The German occupational pensions industry is in favour of streamlining sustainability reporting requirements that in most cases generate costs for pension schemes, without tangible benefits for beneficiaries.

Hendrik Sponagel, associate director at WTW, told IPE that simplifying sustainable reporting rules through an omnibus package at European Union level would greatly benefit company pension schemes in Germany.

“Current rules on disclosure obligations and sustainability reports according to [Sustainable Finance Disclosure Regulation] SFDR, [Corporate Sustainability Reporting Directive] CSRD and [Non-Financial Reporting Directive] NFRD are not congruent, result in double costs and have no real added value for those entitled to pension benefits,” he said.

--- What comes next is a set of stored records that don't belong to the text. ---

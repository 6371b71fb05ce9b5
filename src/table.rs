//! In-memory tabular datasets and their loaders.
//!
//! A [`Table`] keeps every cell as the raw string read from the file; typing
//! happens in the profiler. Loaders fail with [`AnalysisError::DataFormat`] on
//! anything they cannot parse completely. There is no partial recovery.
//!
//! | Extension | Loader |
//! |-----------|--------|
//! | `.csv` | `csv` crate, header row required, rows must be rectangular |
//! | `.xlsx` | first worksheet, read with `zip` + `quick-xml` |
//! | `.xls` | rejected (legacy BIFF workbooks are not readable) |

use quick_xml::events::Event;
use std::path::Path;
use tracing::debug;

use crate::error::{AnalysisError, Result};
use crate::extract::{read_zip_entry, try_read_zip_entry};

/// Values treated as missing, matching the usual dataframe defaults.
const MISSING_MARKERS: &[&str] = &["", "NA", "N/A", "NaN", "nan", "null", "NULL", "None", "-"];

#[derive(Debug, Clone, PartialEq)]
pub struct Table {
    pub columns: Vec<String>,
    pub rows: Vec<Vec<String>>,
}

impl Table {
    /// Builds a table, rejecting rows whose width differs from the header.
    pub fn new(columns: Vec<String>, rows: Vec<Vec<String>>) -> Result<Self> {
        if columns.is_empty() {
            return Err(AnalysisError::format("table has no columns"));
        }
        if let Some((i, row)) = rows
            .iter()
            .enumerate()
            .find(|(_, r)| r.len() != columns.len())
        {
            return Err(AnalysisError::format(format!(
                "row {} has {} fields, expected {}",
                i + 1,
                row.len(),
                columns.len()
            )));
        }
        Ok(Self { columns, rows })
    }

    pub fn row_count(&self) -> usize {
        self.rows.len()
    }

    pub fn column_count(&self) -> usize {
        self.columns.len()
    }

    /// Resolves a column by exact name, then case-insensitively.
    pub fn column_index(&self, name: &str) -> Option<usize> {
        let name = name.trim();
        self.columns
            .iter()
            .position(|c| c == name)
            .or_else(|| {
                self.columns
                    .iter()
                    .position(|c| c.eq_ignore_ascii_case(name))
            })
    }

    pub fn cells(&self, col: usize) -> impl Iterator<Item = &str> + '_ {
        self.rows.iter().map(move |r| r[col].as_str())
    }

    /// Non-missing numeric values of a column in row order.
    pub fn numeric_values(&self, col: usize) -> Vec<f64> {
        self.cells(col).filter_map(parse_number).collect()
    }
}

pub fn is_missing(cell: &str) -> bool {
    MISSING_MARKERS.contains(&cell.trim())
}

/// Parses a finite number, treating missing markers as absent.
pub fn parse_number(cell: &str) -> Option<f64> {
    if is_missing(cell) {
        return None;
    }
    cell.trim().parse::<f64>().ok().filter(|v| v.is_finite())
}

/// Loads a tabular file, dispatching on its extension.
pub fn load_table(path: &Path) -> Result<Table> {
    let ext = path
        .extension()
        .and_then(|e| e.to_str())
        .map(|e| e.to_ascii_lowercase())
        .unwrap_or_default();

    let table = match ext.as_str() {
        "csv" => parse_csv(&std::fs::read(path)?)?,
        "xlsx" => parse_xlsx(&std::fs::read(path)?)?,
        "xls" => {
            return Err(AnalysisError::format(
                "legacy .xls workbooks are not supported; re-save the file as .xlsx",
            ))
        }
        other => {
            return Err(AnalysisError::format(format!(
                "'.{}' is not a tabular format",
                other
            )))
        }
    };

    debug!(
        path = %path.display(),
        rows = table.row_count(),
        columns = table.column_count(),
        "table loaded"
    );
    Ok(table)
}

pub fn parse_csv(bytes: &[u8]) -> Result<Table> {
    let mut reader = csv::ReaderBuilder::new()
        .has_headers(true)
        .flexible(false)
        .from_reader(bytes);

    let headers = reader
        .headers()
        .map_err(|e| AnalysisError::format(format!("unreadable CSV header: {}", e)))?;
    if headers.is_empty() || headers.iter().all(|h| h.trim().is_empty()) {
        return Err(AnalysisError::format("CSV has no header row"));
    }
    let columns = name_columns(headers.iter().map(|h| h.trim().to_string()).collect());

    let mut rows = Vec::new();
    for record in reader.records() {
        let record = record.map_err(|e| AnalysisError::format(format!("malformed CSV: {}", e)))?;
        rows.push(record.iter().map(|s| s.to_string()).collect());
    }

    Table::new(columns, rows)
}

pub fn parse_xlsx(bytes: &[u8]) -> Result<Table> {
    let mut archive = zip::ZipArchive::new(std::io::Cursor::new(bytes))
        .map_err(|e| AnalysisError::format(format!("not an xlsx archive: {}", e)))?;

    let shared = match try_read_zip_entry(&mut archive, "xl/sharedStrings.xml")? {
        Some(xml) => read_shared_strings(&xml)?,
        None => Vec::new(),
    };

    let mut sheets: Vec<String> = archive
        .file_names()
        .filter(|n| n.starts_with("xl/worksheets/sheet") && n.ends_with(".xml"))
        .map(|s| s.to_string())
        .collect();
    sheets.sort_by_key(|name| {
        name.trim_start_matches("xl/worksheets/sheet")
            .trim_end_matches(".xml")
            .parse::<u32>()
            .unwrap_or(u32::MAX)
    });
    let first = sheets
        .first()
        .ok_or_else(|| AnalysisError::format("xlsx workbook has no worksheets"))?
        .clone();

    let xml = read_zip_entry(&mut archive, &first)?;
    let mut grid = read_sheet_rows(&xml, &shared)?;
    if grid.is_empty() {
        return Err(AnalysisError::format("worksheet is empty"));
    }

    let width = grid.iter().map(|r| r.len()).max().unwrap_or(0);
    for row in grid.iter_mut() {
        row.resize(width, String::new());
    }
    let header = grid.remove(0);
    if header.iter().all(|h| h.trim().is_empty()) {
        return Err(AnalysisError::format("worksheet has no header row"));
    }

    Table::new(name_columns(header), grid)
}

/// Fills blank header cells with positional names.
fn name_columns(header: Vec<String>) -> Vec<String> {
    header
        .into_iter()
        .enumerate()
        .map(|(i, h)| {
            let h = h.trim().to_string();
            if h.is_empty() {
                format!("Unnamed: {}", i)
            } else {
                h
            }
        })
        .collect()
}

fn xml_err(e: impl std::fmt::Display) -> AnalysisError {
    AnalysisError::format(format!("xlsx XML error: {}", e))
}

fn read_shared_strings(xml: &[u8]) -> Result<Vec<String>> {
    let mut strings = Vec::new();
    let mut reader = quick_xml::Reader::from_reader(xml);
    let mut buf = Vec::new();
    let mut current: Option<String> = None;
    let mut in_t = false;
    loop {
        match reader.read_event_into(&mut buf) {
            Ok(Event::Start(e)) => match e.local_name().as_ref() {
                b"si" => current = Some(String::new()),
                b"t" => in_t = true,
                _ => {}
            },
            Ok(Event::Text(te)) if in_t => {
                if let Some(s) = current.as_mut() {
                    s.push_str(&te.unescape().map_err(xml_err)?);
                }
            }
            Ok(Event::End(e)) => match e.local_name().as_ref() {
                b"si" => strings.push(current.take().unwrap_or_default()),
                b"t" => in_t = false,
                _ => {}
            },
            Ok(Event::Eof) => break,
            Err(e) => return Err(xml_err(e)),
            _ => {}
        }
        buf.clear();
    }
    Ok(strings)
}

#[derive(Clone, Copy)]
enum CellType {
    Number,
    Shared,
    Inline,
    Bool,
}

/// Columns a worksheet can have (`XFD`).
const MAX_XLSX_COLUMNS: usize = 16_384;

/// Zero-based column from an A1-style reference (`"AB12"` → 27).
///
/// `Ok(None)` when the reference has no column letters; an error when the
/// column lies beyond `XFD`.
fn column_from_ref(r: &str) -> Result<Option<usize>> {
    let letters: Vec<u8> = r
        .bytes()
        .take_while(|b| b.is_ascii_alphabetic())
        .map(|b| b.to_ascii_uppercase())
        .collect();
    if letters.is_empty() {
        return Ok(None);
    }
    let out_of_range =
        || AnalysisError::format(format!("xlsx cell reference '{}' is out of range", r));
    let mut n = 0usize;
    for b in letters {
        n = n
            .checked_mul(26)
            .and_then(|n| n.checked_add((b - b'A' + 1) as usize))
            .filter(|&n| n <= MAX_XLSX_COLUMNS)
            .ok_or_else(out_of_range)?;
    }
    Ok(Some(n - 1))
}

fn read_sheet_rows(xml: &[u8], shared: &[String]) -> Result<Vec<Vec<String>>> {
    let mut reader = quick_xml::Reader::from_reader(xml);
    let mut buf = Vec::new();
    let mut rows: Vec<Vec<String>> = Vec::new();
    let mut row: Option<Vec<String>> = None;
    let mut cell_col = 0usize;
    let mut cell_type = CellType::Number;
    let mut cell_text = String::new();
    let mut in_cell = false;
    let mut in_value = false;

    loop {
        match reader.read_event_into(&mut buf) {
            Ok(Event::Start(e)) => match e.local_name().as_ref() {
                b"row" => row = Some(Vec::new()),
                b"c" => {
                    in_cell = true;
                    cell_text.clear();
                    let next = row.as_ref().map(|r| r.len()).unwrap_or(0);
                    let reference = e
                        .try_get_attribute("r")
                        .ok()
                        .flatten()
                        .map(|a| a.value.into_owned());
                    cell_col = match reference.as_deref().and_then(|v| std::str::from_utf8(v).ok()) {
                        Some(r) => column_from_ref(r)?.unwrap_or(next),
                        None => next,
                    };
                    if cell_col >= MAX_XLSX_COLUMNS {
                        return Err(AnalysisError::format("xlsx row has too many cells"));
                    }
                    cell_type = match e
                        .try_get_attribute("t")
                        .ok()
                        .flatten()
                        .map(|a| a.value.into_owned())
                        .as_deref()
                    {
                        Some(b"s") => CellType::Shared,
                        Some(b"inlineStr") | Some(b"str") => CellType::Inline,
                        Some(b"b") => CellType::Bool,
                        _ => CellType::Number,
                    };
                }
                b"v" | b"t" if in_cell => in_value = true,
                _ => {}
            },
            Ok(Event::Empty(e)) => {
                if e.local_name().as_ref() == b"row" {
                    rows.push(Vec::new());
                }
            }
            Ok(Event::Text(te)) if in_value => {
                cell_text.push_str(&te.unescape().map_err(xml_err)?);
            }
            Ok(Event::End(e)) => match e.local_name().as_ref() {
                b"v" | b"t" => in_value = false,
                b"c" => {
                    in_cell = false;
                    let value = resolve_cell(cell_type, cell_text.trim(), shared)?;
                    if let Some(r) = row.as_mut() {
                        if r.len() <= cell_col {
                            r.resize(cell_col + 1, String::new());
                        }
                        r[cell_col] = value;
                    }
                }
                b"row" => {
                    if let Some(r) = row.take() {
                        rows.push(r);
                    }
                }
                _ => {}
            },
            Ok(Event::Eof) => break,
            Err(e) => return Err(xml_err(e)),
            _ => {}
        }
        buf.clear();
    }

    while rows.last().map(|r| r.iter().all(|c| c.is_empty())) == Some(true) {
        rows.pop();
    }
    Ok(rows)
}

fn resolve_cell(cell_type: CellType, raw: &str, shared: &[String]) -> Result<String> {
    Ok(match cell_type {
        CellType::Shared => {
            if raw.is_empty() {
                return Ok(String::new());
            }
            let idx: usize = raw
                .parse()
                .map_err(|_| AnalysisError::format(format!("bad shared string index '{}'", raw)))?;
            shared
                .get(idx)
                .cloned()
                .ok_or_else(|| AnalysisError::format(format!("shared string {} missing", idx)))?
        }
        CellType::Bool => match raw {
            "1" => "TRUE".to_string(),
            "0" => "FALSE".to_string(),
            other => other.to_string(),
        },
        CellType::Inline | CellType::Number => raw.to_string(),
    })
}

Institutions for Occupational Retirement Provisions (IORPs) in Germany are subject to a number of regulations including the SFDR, the IORP II Directive, the NFRD, Taxonomy, the German Act Implementing the Second Shareholder Rights Directive, and requirements of the financial supervisory authority BaFin on sustainability risks and sustainable investments.

The CSRD applies to Pensionskassen and Pensionsfonds, two types of vehicles providing occupational pensions in Germany, if they are established in the form of a stock corporation (Aktiengesellschaft -AG). The Corporate Sustainability Due Diligence Directive (CS3D), instead, does not apply to Pensionskassen or Pensionfonds.

IORPs must determine the compensation of their employees and managers in a sustainable manner under rules relating to compensation requirements in the insurance sector (Versicherungs-Vergütungsverordnung VO), but the majority of employees and managers do not receive remuneration from IORPs, according to WTW.

“The reporting obligations currently in place make services provided via IORPs more expensive, without offering any significant value in return,” Michael Karst, managing director at WTW, added.

ESG criteria might not necessarily play an important role in the investment strategies of companies’ own pension schemes that tend to invest according to more traditional beliefs, and those entitled to benefits don’t have a say in designing the investment strategy, Karst said, explaining why it is necessary to simplify ESG reporting rules.

Dirk Jargstorff_Bosch

Dirk Jargstorff at Bosch Pensionsfonds

Dirk Jargstorff, chief executive officer of Bosch Pensionsfonds, suggests not to impose an “additional arbitrary reporting obligation” to occupational pension funds causing costs borne by those entitled to benefits, while taking into account the specific role of IORPs in national laws.

“One should also think about the social partner models in the legal form of the AG [stock corporation] which would also face further administrative and financial hurdles [by adding reporting obligations] without added value,” he said.

Parties change their stance

The position of the occupational pension industry in Germany mirrors the stance of the country’s political parties, and of the government asking the European Commission to simplify reporting standards on sustainability.

IPE understands that the CSRD won’t be transposed into national law in Germany in this legislative period due to a lack of broad support in Parliament. The Social Democratic Party (SPD) continues to support the government’s efforts to consolidate reporting obligations at the European level.

Katharina Beck, member of Parliament (MP) for Bundestag, said to take a close look at which data provides real added value for transparency and control, to relieve companies from burdens when drafting reports.

MPs of the European People’s Party (EPP), which also includes Germany’s Christian Democratic Union (CDU), are asking to suspend the implementation of the CSRD, the CSDDD, EU Taxonomy, and the Carbon Border Adjustment Mechanism (CBAM) for at least two years, and to limit the scope of the omnibus regulation to the largest companies with more than 1,000 employees.